Nie wiadomo jeszcze, jakiego rodzaju to będzie przyjemność ale bigos /czyli bee gees/ mojego męża jest przepyszny. Zasługa to koperkowej kapusty kiszonej w kubełku (wiem, wiem, plastik) z Biedronki która skądinąd miała same zalety, czyli bezkonserwantowość. 1 kg kapusty duszonej pod przykryciem z olejem rzepakowym z łyżką ksylitolu, 2 cebule podsmażone na oleju, szkl. suszonych grzybów zbieranych przeze mnie we wspominanych już lasach, w kawałkach, namoczonych przez 30 minut we wrzątku, pieprz, ziele angielskie i liść laurowy, sos sojowy Kikkomann, na końcu brązowe ekologiczne pieczarki - 1/4 szkl. gotowych, usmażone przeze mnie rano z sosem s. oczywiście.
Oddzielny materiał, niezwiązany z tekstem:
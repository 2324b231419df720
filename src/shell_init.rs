//! POSIX shell init script that activates path and shell deployments.
//!
//! The script globs the data directory at shell start-up, so it only needs
//! rewriting when the data directory itself moves.
use std::path::Path;

use crate::datastore::state_dir;
use crate::handlers::{path, shell};

/// Quote `s` for a POSIX shell single-quoted string.
fn sh_quote(s: &str) -> String {
    format!("'{}'", s.replace('\'', r#"'\''"#))
}

/// Render the init script for `data_dir`.
#[must_use]
pub fn render(data_dir: &Path) -> String {
    let data = sh_quote(&data_dir.display().to_string());
    let path_dir = state_dir(path::NAME);
    let shell_dir = state_dir(shell::NAME);
    format!(
        r#"# Generated by dodot. Do not edit; re-run `dodot link` instead.
# Source this file from your shell profile:
#   . "$(dodot shell-init --path)"
dodot_data={data}

for dodot_entry in "$dodot_data"/packs/*/{path_dir}/*; do
    [ -d "$dodot_entry" ] || continue
    case ":$PATH:" in
        *":$dodot_entry:"*) ;;
        *) PATH="$dodot_entry:$PATH" ;;
    esac
done
export PATH

for dodot_entry in "$dodot_data"/packs/*/{shell_dir}/*; do
    [ -f "$dodot_entry" ] && . "$dodot_entry"
done

unset dodot_data dodot_entry
"#
    )
}

#[cfg(test)]
#[allow(clippy::expect_used, clippy::unwrap_used, clippy::indexing_slicing)]
mod tests {
    use super::*;

    #[test]
    fn script_globs_path_and_shell_dirs() {
        let script = render(Path::new("/home/me/.local/share/dodot"));
        assert!(script.contains("dodot_data='/home/me/.local/share/dodot'"));
        assert!(script.contains(r#""$dodot_data"/packs/*/path/*"#));
        assert!(script.contains(r#""$dodot_data"/packs/*/shell/*"#));
        assert!(script.contains("export PATH"));
    }

    #[test]
    fn quotes_awkward_data_dirs() {
        assert_eq!(sh_quote("/it's here"), r#"'/it'\''s here'"#);
    }

    #[test]
    fn render_is_deterministic() {
        assert_eq!(render(Path::new("/data")), render(Path::new("/data")));
    }

    #[test]
    fn script_runs_under_sh() {
        let tmp = tempfile::tempdir().unwrap();
        let bin = tmp.path().join("packs/tools/path/bin");
        std::fs::create_dir_all(&bin).unwrap();
        let shell_dir = tmp.path().join("packs/zsh/shell");
        std::fs::create_dir_all(&shell_dir).unwrap();
        std::fs::write(shell_dir.join("aliases.sh"), "DODOT_TEST_SOURCED=yes\n").unwrap();
        let script = tmp.path().join("init.sh");
        std::fs::write(&script, render(tmp.path())).unwrap();

        let Ok(out) = std::process::Command::new("sh")
            .arg("-c")
            .arg(format!(
                ". '{}'; echo \"$PATH\"; echo \"$DODOT_TEST_SOURCED\"",
                script.display()
            ))
            .output()
        else {
            return;
        };
        let stdout = String::from_utf8_lossy(&out.stdout);
        let mut lines = stdout.lines();
        assert!(lines.next().unwrap().starts_with(&bin.display().to_string()));
        assert_eq!(lines.next(), Some("yes"));
    }
}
Z jedynej takiej uprawy tych przecudnych grzybków w Polsce.
Pięknie pyszne, idę po drugą porcję, ale co będzie dalej?
Jak to śpiewa wspomniana trupa, stayin alive... albo wręcz przeciwnie, bee gees okaże się kojącym sterany nerwami żołądek swoim eliksirem kapuścianym.